Licence Fee for 1998
By order of 21 February 2008, the European Court of Justice found in favor of the Telecom Italia Group, by ruling that, in an already liberalized market, domestic regulations (article 20 of Law No. 488/98) that required license fees to be paid even for 1998 were in conflict and incompatible with community law.

As previously reported, in May 2006, ruling on petitions filed by Telecom Italia and TIM seeking enforcement of their right to a refund of the license fee paid for fiscal year 1998 (in the amount of 386 million euros by Telecom Italia, and 143 million euros by TIM, plus interest), the Regional Administrative Court for Lazio in fact suspended the proceedings before the domestic courts and made a pre-trial referral to the European Court of Justice, in light of the fact that the aforesaid domestic regulations were potentially in conflict with community directive 97/13 regarding the fees and charges applicable to individual licenses.

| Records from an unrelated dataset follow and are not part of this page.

use secrecy::Secret;
use serde::Deserialize;
use servicedesk_application::LoginUseCase;
use servicedesk_core::{AuthResponseBuilder, AuthResponseHelpers, SignInResult};

use crate::{config::paths, handlers::HandlerError, state::AppState};

#[derive(Debug, Deserialize)]
#[serde(rename_all = "camelCase")]
pub struct LoginRequest {
    pub user_name: String,
    pub password: Secret<String>,
    #[serde(default)]
    pub remember_me: bool,
}

/// Unknown users, wrong passwords and locked accounts all get the same answer.
pub async fn handle_login<B>(
    state: &AppState,
    request: LoginRequest,
    builder: B,
) -> Result<B::Response, HandlerError>
where
    B: AuthResponseBuilder,
{
    let use_case = LoginUseCase::new(&*state.user_store, &*state.clock, &state.identity.lockout);

    match use_case.execute(&request.user_name, &request.password).await? {
        SignInResult::Succeeded(user_id) => {
            let cookie = state.sessions.issue(&user_id, request.remember_me)?;
            Ok(builder
                .cookie(&cookie.to_string())
                .see_other(paths::HOME, None))
        }
        SignInResult::Failed | SignInResult::LockedOut => Err(HandlerError::InvalidCredentials),
    }
}
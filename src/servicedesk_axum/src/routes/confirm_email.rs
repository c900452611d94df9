use axum::{
    extract::{Query, State},
    response::Response,
};
use servicedesk_adapters::{
    AppState,
    handlers::{self, ConfirmEmailQuery},
};

use crate::{adapters::response_builder, error::ApiError};

#[tracing::instrument(name = "Confirm email", skip_all)]
pub async fn confirm_email(
    State(state): State<AppState>,
    Query(query): Query<ConfirmEmailQuery>,
) -> Result<Response, ApiError> {
    Ok(handlers::handle_confirm_email(&state, query, response_builder()).await?)
}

The Regional Administrative Court for Lazio is expected to move to summary judgment finding — as held by the European Court of Justice — that the domestic regulations impugned by the Telecom Italia Group are in conflict with the aforesaid provisions of community law.


Organization and corporate governance


CORPORATE GOVERNANCE

Today the Board of Directors approved new principles for carrying out transactions with related parties. In keeping with international, and especially American best practice, the new regulatory framework is more articulated that the previous, albeit advanced solutions, and entails a diversification of roles and decision-making responsibilities in light of the type of transaction in question (whether or not the said transaction is undertaken in the ordinary course of business). Specific reporting obligations are imposed to ensure transparency and verifiability, as well as the substantive and procedural propriety of the transactions, and general oversight and orientation tasks are entrusted to the Internal Control and Corporate Governance Committee.
The Board also acknowledged the recent regulatory requirements pertaining to the listing of companies exercising control over non-EU entities (articles 36 et seq. of the CONSOB Regulation on markets). In such regard, given that as at the end of 2007, Telecom Italia directly or indirectly exercises control over 41 companies organized and existing under the laws of non-EU countries (including 4 non-operating companies that are in the process of being removed from the records of the relevant Registrars of Companies), the Board has planned upgrading initiatives in order to ensure full compliance with the aforesaid regulation, by the deadline of 16 November 2008, imposed by CONSOB.
In short, given that all the Telecom Italia Group companies incorporated outside the EU, already draw up annual or consolidated financial statements, and that the said financial statements are available to the shareholders of the parent undertaking pursuant to the filing of the summary tables of essential data before shareholders’ meetings, action will be taken to ensure, in particular, that all of the aforesaid companies: 

  • appoint an independent auditor to carry out a full audit of their financial statements in accordance with accounting principles equivalent to those applicable in the EU, as from the financial year 2008;
  • make voluntary disclosure to the relevant local registries (in cases where such disclosure is not required under the laws of the country of incorporation), of their articles of association, and the names and powers of their directors and officers;
  • to furnish Telecom Italia, and directly their independent auditors with a written undertaking to disclose any and all the information the latter may request or require in order to be able to effectively audit Telecom Italia’s accounts.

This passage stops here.